(Directions):
The entries are to be output once more, word for word.

(Stored items)
##########

//! Clap derive structures for the `onosdash` CLI.
//!
//! Defines the complete command tree, global flags, and shared types.

use clap::{Args, Parser, Subcommand, ValueEnum};

// ── Top-Level CLI ────────────────────────────────────────────────────

/// onosdash -- dashboard and inspector for ONOS SDN controllers
#[derive(Debug, Parser)]
#[command(
    name = "onosdash",
    version,
    about = "Monitor ONOS SDN controllers from the command line",
    long_about = "Polls an ONOS controller's REST API (/onos/v1) for devices, hosts,\n\
        flows, links and topology, and summarizes them as a live dashboard.",
    propagate_version = true,
    subcommand_required = true,
    arg_required_else_help = true
)]
pub struct Cli {
    #[command(flatten)]
    pub global: GlobalOpts,

    #[command(subcommand)]
    pub command: Command,
}

// ── Global Options ───────────────────────────────────────────────────

#[derive(Debug, Args)]
pub struct GlobalOpts {
    /// Settings profile to use
    #[arg(long, short = 'p', env = "ONOSDASH_PROFILE", global = true)]
    pub profile: Option<String>,

    /// Controller address (overrides profile)
    #[arg(long, short = 'c', env = "ONOSDASH_CONTROLLER_IP", global = true)]
    pub controller_ip: Option<String>,

    /// Controller REST port (overrides profile)
    #[arg(long, short = 'P', env = "ONOSDASH_CONTROLLER_PORT", global = true)]
    pub controller_port: Option<u16>,

    /// Controller username (overrides profile)
    #[arg(long, short = 'u', env = "ONOSDASH_USERNAME", global = true)]
    pub username: Option<String>,

    /// Controller password (overrides profile and keyring)
    #[arg(long, env = "ONOSDASH_PASSWORD", global = true, hide_env_values = true)]
    pub password: Option<String>,

    /// Request timeout in seconds
    #[arg(long, env = "ONOSDASH_TIMEOUT", global = true)]
    pub timeout: Option<u64>,

    /// Output format
    #[arg(
        long,
        short = 'o',
        env = "ONOSDASH_OUTPUT",
        default_value = "table",
        global = true
    )]
    pub output: OutputFormat,

    /// When to use color output
    #[arg(long, default_value = "auto", global = true)]
    pub color: ColorMode,

    /// Increase verbosity (-v, -vv, -vvv)
    #[arg(long, short = 'v', action = clap::ArgAction::Count, global = true)]
    pub verbose: u8,

    /// Suppress non-error output
    #[arg(long, short = 'q', global = true)]
    pub quiet: bool,
}

// ── Output & Color Enums ─────────────────────────────────────────────

#[derive(Debug, Clone, Copy, PartialEq, Eq, ValueEnum)]
pub enum OutputFormat {
    /// Pretty table (default, interactive)
    Table,
    /// Pretty-printed JSON
    Json,
    /// Compact single-line JSON
    JsonCompact,
    /// YAML
    Yaml,
    /// Plain text, one value per line (scripting)
    Plain,
}

#[derive(Debug, Clone, Copy, PartialEq, Eq, ValueEnum)]
pub enum ColorMode {
    /// Auto-detect (color if terminal is interactive)
    Auto,
    /// Always emit color codes
    Always,
    /// Never emit color codes
    Never,
}

// ── Top-Level Command Enum ───────────────────────────────────────────

#[derive(Debug, Subcommand)]
pub enum Command {
    /// Run one refresh cycle and print the dashboard summary
    #[command(alias = "st")]
    Status,

    /// Poll the controller continuously and print each cycle
    #[command(alias = "w")]
    Watch(WatchArgs),

    /// Inspect infrastructure devices (switches, routers)
    #[command(alias = "dev", alias = "d")]
    Devices(DevicesArgs),

    /// Inspect end hosts
    Hosts(HostsArgs),

    /// Inspect installed flow rules
    Flows(FlowsArgs),

    /// Inspect infrastructure links
    Links(LinksArgs),

    /// Inspect the topology summary and clusters
    #[command(alias = "topo")]
    Topology(TopologyArgs),

    /// Inspect installed applications
    Apps(AppsArgs),

    /// Check connectivity and credentials against the controller
    Test,

    /// Manage settings and profiles
    Config(ConfigArgs),

    /// Generate shell completions
    Completions(CompletionsArgs),
}

// ── Watch ────────────────────────────────────────────────────────────

#[derive(Debug, Args)]
pub struct WatchArgs {
    /// Refresh interval in milliseconds (overrides profile)
    #[arg(long, short = 'i')]
    pub interval: Option<u64>,

    /// Stop after this many cycles
    #[arg(long, short = 'n')]
    pub count: Option<u64>,
}

// ── Devices ──────────────────────────────────────────────────────────

#[derive(Debug, Args)]
pub struct DevicesArgs {
    #[command(subcommand)]
    pub command: DevicesCommand,
}

#[derive(Debug, Subcommand)]
pub enum DevicesCommand {
    /// List all devices
    #[command(alias = "ls")]
    List,

    /// Show one device
    Get {
        /// Device ID (e.g. of:0000000000000001)
        device: String,
    },

    /// List a device's ports
    Ports {
        /// Device ID
        device: String,
    },
}

// ── Hosts ────────────────────────────────────────────────────────────

#[derive(Debug, Args)]
pub struct HostsArgs {
    #[command(subcommand)]
    pub command: HostsCommand,
}

#[derive(Debug, Subcommand)]
pub enum HostsCommand {
    /// List all hosts
    #[command(alias = "ls")]
    List,

    /// Show one host
    Get {
        /// Host ID (MAC/VLAN, e.g. 00:00:00:00:00:01/None)
        host: String,
    },
}

// ── Flows ────────────────────────────────────────────────────────────

#[derive(Debug, Args)]
pub struct FlowsArgs {
    #[command(subcommand)]
    pub command: FlowsCommand,
}

#[derive(Debug, Subcommand)]
pub enum FlowsCommand {
    /// List flow rules
    #[command(alias = "ls")]
    List {
        /// Only flows installed on this device
        #[arg(long, short = 'd')]
        device: Option<String>,
    },

    /// Show one flow rule
    Get {
        /// Device ID the flow is installed on
        device: String,
        /// Flow ID
        flow: String,
    },
}

// ── Links ────────────────────────────────────────────────────────────

#[derive(Debug, Args)]
pub struct LinksArgs {
    #[command(subcommand)]
    pub command: LinksCommand,
}

#[derive(Debug, Subcommand)]
pub enum LinksCommand {
    /// List all links
    #[command(alias = "ls")]
    List,
}

// ── Topology ─────────────────────────────────────────────────────────

#[derive(Debug, Args)]
pub struct TopologyArgs {
    #[command(subcommand)]
    pub command: TopologyCommand,
}

#[derive(Debug, Subcommand)]
pub enum TopologyCommand {
    /// Show the topology summary
    Show,

    /// List topology clusters
    Clusters,
}

// ── Apps ─────────────────────────────────────────────────────────────

#[derive(Debug, Args)]
pub struct AppsArgs {
    #[command(subcommand)]
    pub command: AppsCommand,
}

#[derive(Debug, Subcommand)]
pub enum AppsCommand {
    /// List installed applications
    #[command(alias = "ls")]
    List {
        /// Only show active applications
        #[arg(long)]
        active: bool,
    },
}

// ── Config ───────────────────────────────────────────────────────────

#[derive(Debug, Args)]
pub struct ConfigArgs {
    #[command(subcommand)]
    pub command: ConfigCommand,
}

#[derive(Debug, Subcommand)]
pub enum ConfigCommand {
    /// Interactive settings wizard
    Init,

    /// Show the effective settings
    Show,

    /// Set one profile setting
    Set {
        /// Setting name (e.g. controller_ip, refresh_interval)
        key: String,
        /// New value
        value: String,
    },

    /// Restore default settings by deleting the settings file
    Reset {
        /// Skip the confirmation prompt
        #[arg(long, short = 'y')]
        yes: bool,
    },

    /// Print the settings file location
    Path,
}

// ── Completions ──────────────────────────────────────────────────────

#[derive(Debug, Args)]
pub struct CompletionsArgs {
    /// Shell to generate completions for
    pub shell: clap_complete::Shell,
}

##########

(Task answer):
//! Clap derive structures for the `onosdash` CLI.
//!
//! Defines the complete command tree, global flags, and shared types.

use clap::{Args, Parser, Subcommand, ValueEnum};

// ── Top-Level CLI ────────────────────────────────────────────────────

/// onosdash -- dashboard and inspector for ONOS SDN controllers
#[derive(Debug, Parser)]
#[command(
    name = "onosdash",
    version,
    about = "Monitor ONOS SDN controllers from the command line",
    long_about = "Polls an ONOS controller's REST API (/onos/v1) for devices, hosts,\n\
        flows, links and topology, and summarizes them as a live dashboard.",
    propagate_version = true,
    subcommand_required = true,
    arg_required_else_help = true
)]
pub struct Cli {
    #[command(flatten)]
    pub global: GlobalOpts,

    #[command(subcommand)]
    pub command: Command,
}

// ── Global Options ───────────────────────────────────────────────────

#[derive(Debug, Args)]
pub struct GlobalOpts {
    /// Settings profile to use
    #[arg(long, short = 'p', env = "ONOSDASH_PROFILE", global = true)]
    pub profile: Option<String>,

    /// Controller address (overrides profile)
    #[arg(long, short = 'c', env = "ONOSDASH_CONTROLLER_IP", global = true)]
    pub controller_ip: Option<String>,

    /// Controller REST port (overrides profile)
    #[arg(long, short = 'P', env = "ONOSDASH_CONTROLLER_PORT", global = true)]
    pub controller_port: Option<u16>,

    /// Controller username (overrides profile)
    #[arg(long, short = 'u', env = "ONOSDASH_USERNAME", global = true)]
    pub username: Option<String>,

    /// Controller password (overrides profile and keyring)
    #[arg(long, env = "ONOSDASH_PASSWORD", global = true, hide_env_values = true)]
    pub password: Option<String>,

    /// Request timeout in seconds
    #[arg(long, env = "ONOSDASH_TIMEOUT", global = true)]
    pub timeout: Option<u64>,

    /// Output format
    #[arg(
        long,
        short = 'o',
        env = "ONOSDASH_OUTPUT",
        default_value = "table",
        global = true
    )]
    pub output: OutputFormat,

    /// When to use color output
    #[arg(long, default_value = "auto", global = true)]
    pub color: ColorMode,

    /// Increase verbosity (-v, -vv, -vvv)
    #[arg(long, short = 'v', action = clap::ArgAction::Count, global = true)]
    pub verbose: u8,

    /// Suppress non-error output
    #[arg(long, short = 'q', global = true)]
    pub quiet: bool,
}

// ── Output & Color Enums ─────────────────────────────────────────────

#[derive(Debug, Clone, Copy, PartialEq, Eq, ValueEnum)]
pub enum OutputFormat {
    /// Pretty table (default, interactive)
    Table,
    /// Pretty-printed JSON
    Json,
    /// Compact single-line JSON
    JsonCompact,
    /// YAML
    Yaml,
    /// Plain text, one value per line (scripting)
    Plain,
}

#[derive(Debug, Clone, Copy, PartialEq, Eq, ValueEnum)]
pub enum ColorMode {
    /// Auto-detect (color if terminal is interactive)
    Auto,
    /// Always emit color codes
    Always,
    /// Never emit color codes
    Never,
}

// ── Top-Level Command Enum ───────────────────────────────────────────

#[derive(Debug, Subcommand)]
pub enum Command {
    /// Run one refresh cycle and print the dashboard summary
    #[command(alias = "st")]
    Status,

    /// Poll the controller continuously and print each cycle
    #[command(alias = "w")]
    Watch(WatchArgs),

    /// Inspect infrastructure devices (switches, routers)
    #[command(alias = "dev", alias = "d")]
    Devices(DevicesArgs),

    /// Inspect end hosts
    Hosts(HostsArgs),

    /// Inspect installed flow rules
    Flows(FlowsArgs),

    /// Inspect infrastructure links
    Links(LinksArgs),

    /// Inspect the topology summary and clusters
    #[command(alias = "topo")]
    Topology(TopologyArgs),

    /// Inspect installed applications
    Apps(AppsArgs),

    /// Check connectivity and credentials against the controller
    Test,

    /// Manage settings and profiles
    Config(ConfigArgs),

    /// Generate shell completions
    Completions(CompletionsArgs),
}

// ── Watch ────────────────────────────────────────────────────────────

#[derive(Debug, Args)]
pub struct WatchArgs {
    /// Refresh interval in milliseconds (overrides profile)
    #[arg(long, short = 'i')]
    pub interval: Option<u64>,

    /// Stop after this many cycles
    #[arg(long, short = 'n')]
    pub count: Option<u64>,
}

// ── Devices ──────────────────────────────────────────────────────────

#[derive(Debug, Args)]
pub struct DevicesArgs {
    #[command(subcommand)]
    pub command: DevicesCommand,
}

#[derive(Debug, Subcommand)]
pub enum DevicesCommand {
    /// List all devices
    #[command(alias = "ls")]
    List,

    /// Show one device
    Get {
        /// Device ID (e.g. of:0000000000000001)
        device: String,
    },

    /// List a device's ports
    Ports {
        /// Device ID
        device: String,
    },
}

// ── Hosts ────────────────────────────────────────────────────────────

#[derive(Debug, Args)]
pub struct HostsArgs {
    #[command(subcommand)]
    pub command: HostsCommand,
}

#[derive(Debug, Subcommand)]
pub enum HostsCommand {
    /// List all hosts
    #[command(alias = "ls")]
    List,

    /// Show one host
    Get {
        /// Host ID (MAC/VLAN, e.g. 00:00:00:00:00:01/None)
        host: String,
    },
}

// ── Flows ────────────────────────────────────────────────────────────

#[derive(Debug, Args)]
pub struct FlowsArgs {
    #[command(subcommand)]
    pub command: FlowsCommand,
}

#[derive(Debug, Subcommand)]
pub enum FlowsCommand {
    /// List flow rules
    #[command(alias = "ls")]
    List {
        /// Only flows installed on this device
        #[arg(long, short = 'd')]
        device: Option<String>,
    },

    /// Show one flow rule
    Get {
        /// Device ID the flow is installed on
        device: String,
        /// Flow ID
        flow: String,
    },
}

// ── Links ────────────────────────────────────────────────────────────

#[derive(Debug, Args)]
pub struct LinksArgs {
    #[command(subcommand)]
    pub command: LinksCommand,
}

#[derive(Debug, Subcommand)]
pub enum LinksCommand {
    /// List all links
    #[command(alias = "ls")]
    List,
}

// ── Topology ─────────────────────────────────────────────────────────

#[derive(Debug, Args)]
pub struct TopologyArgs {
    #[command(subcommand)]
    pub command: TopologyCommand,
}

#[derive(Debug, Subcommand)]
pub enum TopologyCommand {
    /// Show the topology summary
    Show,

    /// List topology clusters
    Clusters,
}

// ── Apps ─────────────────────────────────────────────────────────────

#[derive(Debug, Args)]
pub struct AppsArgs {
    #[command(subcommand)]
    pub command: AppsCommand,
}

#[derive(Debug, Subcommand)]
pub enum AppsCommand {
    /// List installed applications
    #[command(alias = "ls")]
    List {
        /// Only show active applications
        #[arg(long)]
        active: bool,
    },
}

// ── Config ───────────────────────────────────────────────────────────

#[derive(Debug, Args)]
pub struct ConfigArgs {
    #[command(subcommand)]
    pub command: ConfigCommand,
}

#[derive(Debug, Subcommand)]
pub enum ConfigCommand {
    /// Interactive settings wizard
    Init,

    /// Show the effective settings
    Show,

    /// Set one profile setting
    Set {
        /// Setting name (e.g. controller_ip, refresh_interval)
        key: String,
        /// New value
        value: String,
    },

    /// Restore default settings by deleting the settings file
    Reset {
        /// Skip the confirmation prompt
        #[arg(long, short = 'y')]
        yes: bool,
    },

    /// Print the settings file location
    Path,
}

// ── Completions ──────────────────────────────────────────────────────

#[derive(Debug, Args)]
pub struct CompletionsArgs {
    /// Shell to generate completions for
    pub shell: clap_complete::Shell,
}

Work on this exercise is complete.